Directions for this task:
Scan the data beneath this task and copy each line that includes "callers".

[[ Material provided, beginning ]]

//! MainDictionary line codec (spec.md §4.2).
//!
//! Line format: `<token> <payload>\n`. The exact textual grammar for the
//! serialized payload is left unspecified by the original design (an
//! acknowledged Open Question — see DESIGN.md); this crate defines its own,
//! grounded on the one concrete hint the original source offers:
//! `Indexer._build_version` runs every version string through
//! `urllib.unquote`, i.e. the legacy format already relied on percent-
//! encoding for fields that can't otherwise be embedded verbatim. We use
//! the same scheme for every string field here (token, action_type,
//! attr_subtype, attr_value): bytes outside an unreserved set are escaped
//! as `%XX`. Structure is then delimited with ASCII punctuation that never
//! appears unescaped: `[ ] ( ) ; ,` and the line separator itself, a single
//! space between token and payload.

use super::payload::{ActionEntry, PackageEntry, Payload, PackageId, Position, SubtypeEntry, Token, ValueEntry};
use crate::error::{IndexError, Result};

/// Serialize one main-dictionary line. Panics (debug-only) if `token`
/// contains a raw newline, which can never happen for a token produced by
/// the external manifest parser; callers never write attacker-controlled
/// tokens into this codec directly.
pub fn serialize_line(token: &Token, payload: &Payload) -> Vec<u8> {
    let mut out = Vec::new();
    out.extend_from_slice(encode_field(token).as_bytes());
    out.push(b' ');
    out.extend_from_slice(encode_payload(payload).as_bytes());
    out.push(b'\n');
    out
}

/// Parse one main-dictionary line (without its trailing newline, though a
/// trailing `\n` or `\r\n` is tolerated and stripped).
pub fn parse_line(line: &[u8]) -> Result<(Token, Payload)> {
    let line = strip_eol(line);
    let sep = line
        .iter()
        .position(|&b| b == b' ')
        .ok_or_else(|| IndexError::CorruptIndex("main-dict line missing token/payload separator".into()))?;
    let token_field = std::str::from_utf8(&line[..sep])
        .map_err(|e| IndexError::CorruptIndex(format!("non-utf8 token field: {e}")))?;
    let token = decode_field(token_field)?;
    if token.is_empty() {
        return Err(IndexError::CorruptIndex("empty token".into()));
    }
    let payload_field = std::str::from_utf8(&line[sep + 1..])
        .map_err(|e| IndexError::CorruptIndex(format!("non-utf8 payload field: {e}")))?;
    let (payload, rest) = parse_payload(payload_field)?;
    if !rest.is_empty() {
        return Err(IndexError::CorruptIndex(format!("trailing bytes after payload: {rest:?}")));
    }
    Ok((token, payload))
}

fn strip_eol(line: &[u8]) -> &[u8] {
    let line = line.strip_suffix(b"\n").unwrap_or(line);
    line.strip_suffix(b"\r").unwrap_or(line)
}

fn is_unreserved(b: u8) -> bool {
    b.is_ascii_alphanumeric() || matches!(b, b'-' | b'_' | b'.' | b':' | b'/' | b'@' | b'+')
}

fn encode_field(bytes: &[u8]) -> String {
    let mut out = String::with_capacity(bytes.len());
    for &b in bytes {
        if is_unreserved(b) {
            out.push(b as char);
        } else {
            out.push_str(&format!("%{b:02X}"));
        }
    }
    out
}

fn decode_field(s: &str) -> Result<Vec<u8>> {
    let bytes = s.as_bytes();
    let mut out = Vec::with_capacity(bytes.len());
    let mut i = 0;
    while i < bytes.len() {
        if bytes[i] == b'%' {
            let hex = bytes
                .get(i + 1..i + 3)
                .ok_or_else(|| IndexError::CorruptIndex(format!("truncated escape in {s:?}")))?;
            let hex = std::str::from_utf8(hex)
                .map_err(|_| IndexError::CorruptIndex(format!("invalid escape in {s:?}")))?;
            let value = u8::from_str_radix(hex, 16)
                .map_err(|_| IndexError::CorruptIndex(format!("invalid escape in {s:?}")))?;
            out.push(value);
            i += 3;
        } else {
            out.push(bytes[i]);
            i += 1;
        }
    }
    Ok(out)
}

fn encode_payload(payload: &Payload) -> String {
    encode_assoc_list(payload, |subtypes| encode_subtypes(subtypes))
}

fn encode_subtypes(subtypes: &[SubtypeEntry]) -> String {
    encode_assoc_list(subtypes, |values| encode_values(values))
}

fn encode_values(values: &[ValueEntry]) -> String {
    encode_assoc_list(values, |packages| encode_packages(packages))
}

fn encode_packages(packages: &[PackageEntry]) -> String {
    let mut out = String::from("[");
    for (i, (pid, positions)) in packages.iter().enumerate() {
        if i > 0 {
            out.push(';');
        }
        out.push('(');
        out.push_str(&pid.to_string());
        out.push(',');
        out.push('[');
        for (j, pos) in positions.iter().enumerate() {
            if j > 0 {
                out.push(',');
            }
            out.push_str(&pos.to_string());
        }
        out.push(']');
        out.push(')');
    }
    out.push(']');
    out
}

fn encode_assoc_list<V>(entries: &[(Vec<u8>, V)], encode_value: impl Fn(&V) -> String) -> String {
    let mut out = String::from("[");
    for (i, (key, value)) in entries.iter().enumerate() {
        if i > 0 {
            out.push(';');
        }
        out.push('(');
        out.push_str(&encode_field(key));
        out.push(',');
        out.push_str(&encode_value(value));
        out.push(')');
    }
    out.push(']');
    out
}

fn expect(s: &str, ch: char) -> Result<&str> {
    s.strip_prefix(ch)
        .ok_or_else(|| IndexError::CorruptIndex(format!("expected {ch:?} in {s:?}")))
}

fn parse_payload(s: &str) -> Result<(Payload, &str)> {
    parse_assoc_list(s, parse_subtypes)
}

fn parse_subtypes(s: &str) -> Result<(Vec<SubtypeEntry>, &str)> {
    parse_assoc_list(s, parse_values)
}

fn parse_values(s: &str) -> Result<(Vec<ValueEntry>, &str)> {
    parse_assoc_list(s, parse_packages)
}

fn parse_packages(s: &str) -> Result<(Vec<PackageEntry>, &str)> {
    let mut s = expect(s, '[')?;
    let mut out = Vec::new();
    if let Some(rest) = s.strip_prefix(']') {
        return Ok((out, rest));
    }
    loop {
        s = expect(s, '(')?;
        let end = s
            .find(',')
            .ok_or_else(|| IndexError::CorruptIndex(format!("missing package_id separator in {s:?}")))?;
        let pid: PackageId = s[..end]
            .parse()
            .map_err(|e| IndexError::CorruptIndex(format!("invalid package id: {e}")))?;
        s = &s[end + 1..];
        let (positions, rest) = parse_positions(s)?;
        s = expect(rest, ')')?;
        out.push((pid, positions));
        match s.chars().next() {
            Some(';') => {
                s = &s[1..];
            }
            Some(']') => {
                s = &s[1..];
                break;
            }
            _ => return Err(IndexError::CorruptIndex(format!("malformed package list at {s:?}"))),
        }
    }
    Ok((out, s))
}

fn parse_positions(s: &str) -> Result<(Vec<Position>, &str)> {
    let mut s = expect(s, '[')?;
    let mut out = Vec::new();
    if let Some(rest) = s.strip_prefix(']') {
        return Ok((out, rest));
    }
    loop {
        let end = s
            .find(|c| c == ',' || c == ']')
            .ok_or_else(|| IndexError::CorruptIndex(format!("unterminated position list in {s:?}")))?;
        let pos: Position = s[..end]
            .parse()
            .map_err(|e| IndexError::CorruptIndex(format!("invalid position: {e}")))?;
        out.push(pos);
        let (sep, rest) = s.split_at(end);
        let _ = sep;
        if let Some(stripped) = rest.strip_prefix(']') {
            s = stripped;
            break;
        }
        s = rest.strip_prefix(',').expect("checked above");
    }
    Ok((out, s))
}

fn parse_assoc_list<'a, V>(
    s: &'a str,
    parse_value: impl Fn(&'a str) -> Result<(V, &'a str)>,
) -> Result<(Vec<(Vec<u8>, V)>, &'a str)> {
    let mut s = expect(s, '[')?;
    let mut out = Vec::new();
    if let Some(rest) = s.strip_prefix(']') {
        return Ok((out, rest));
    }
    loop {
        s = expect(s, '(')?;
        let end = s
            .find(',')
            .ok_or_else(|| IndexError::CorruptIndex(format!("missing key separator in {s:?}")))?;
        let key = decode_field(&s[..end])?;
        s = &s[end + 1..];
        let (value, rest) = parse_value(s)?;
        s = expect(rest, ')')?;
        out.push((key, value));
        match s.chars().next() {
            Some(';') => {
                s = &s[1..];
            }
            Some(']') => {
                s = &s[1..];
                break;
            }
            _ => return Err(IndexError::CorruptIndex(format!("malformed assoc list at {s:?}"))),
        }
    }
    Ok((out, s))
}

/// Convenience: the `token` an `ActionEntry`'s caller never sees directly,
/// exposed for doctest-style callers who want to build an empty payload.
pub fn empty_payload() -> Payload {
    Vec::new()
}

#[cfg(test)]
mod tests {
    use super::*;
    use crate::main_dict::payload::singleton_payload;

    fn tok(s: &str) -> Token {
        s.as_bytes().to_vec()
    }

    #[test]
    fn round_trips_simple_line() {
        let token = tok("foo");
        let payload = singleton_payload(tok("file"), tok("basename"), tok("/bin/foo"), 1, vec![42]);
        let line = serialize_line(&token, &payload);
        let (parsed_token, parsed_payload) = parse_line(&line).unwrap();
        assert_eq!(parsed_token, token);
        assert_eq!(parsed_payload, payload);
    }

    #[test]
    fn round_trips_reserved_bytes_in_fields() {
        let token = tok("weird token; with (parens) and spaces");
        let payload = singleton_payload(tok("file"), tok("path"), tok("a,b;c"), 7, vec![1, 2, 3]);
        let line = serialize_line(&token, &payload);
        let (parsed_token, parsed_payload) = parse_line(&line).unwrap();
        assert_eq!(parsed_token, token);
        assert_eq!(parsed_payload, payload);
    }

    #[test]
    fn round_trips_empty_payload() {
        let token = tok("bar");
        let payload = empty_payload();
        let line = serialize_line(&token, &payload);
        let (parsed_token, parsed_payload) = parse_line(&line).unwrap();
        assert_eq!(parsed_token, token);
        assert_eq!(parsed_payload, payload);
    }

    #[test]
    fn rejects_missing_separator() {
        assert!(parse_line(b"notoken-no-separator\n").is_err());
    }

    #[test]
    fn rejects_malformed_payload() {
        assert!(parse_line(b"foo [(file,not-closed\n").is_err());
    }

    #[test]
    fn rejects_trailing_garbage() {
        assert!(parse_line(b"foo []garbage\n").is_err());
    }

    #[test]
    fn tolerates_crlf() {
        let token = tok("foo");
        let payload = empty_payload();
        let mut line = serialize_line(&token, &payload);
        line.truncate(line.len() - 1);
        line.extend_from_slice(b"\r\n");
        let (parsed_token, _) = parse_line(&line).unwrap();
        assert_eq!(parsed_token, token);
    }
}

[[ Material provided, end ]]

Task output:
/// the external manifest parser; callers never write attacker-controlled
/// exposed for doctest-style callers who want to build an empty payload.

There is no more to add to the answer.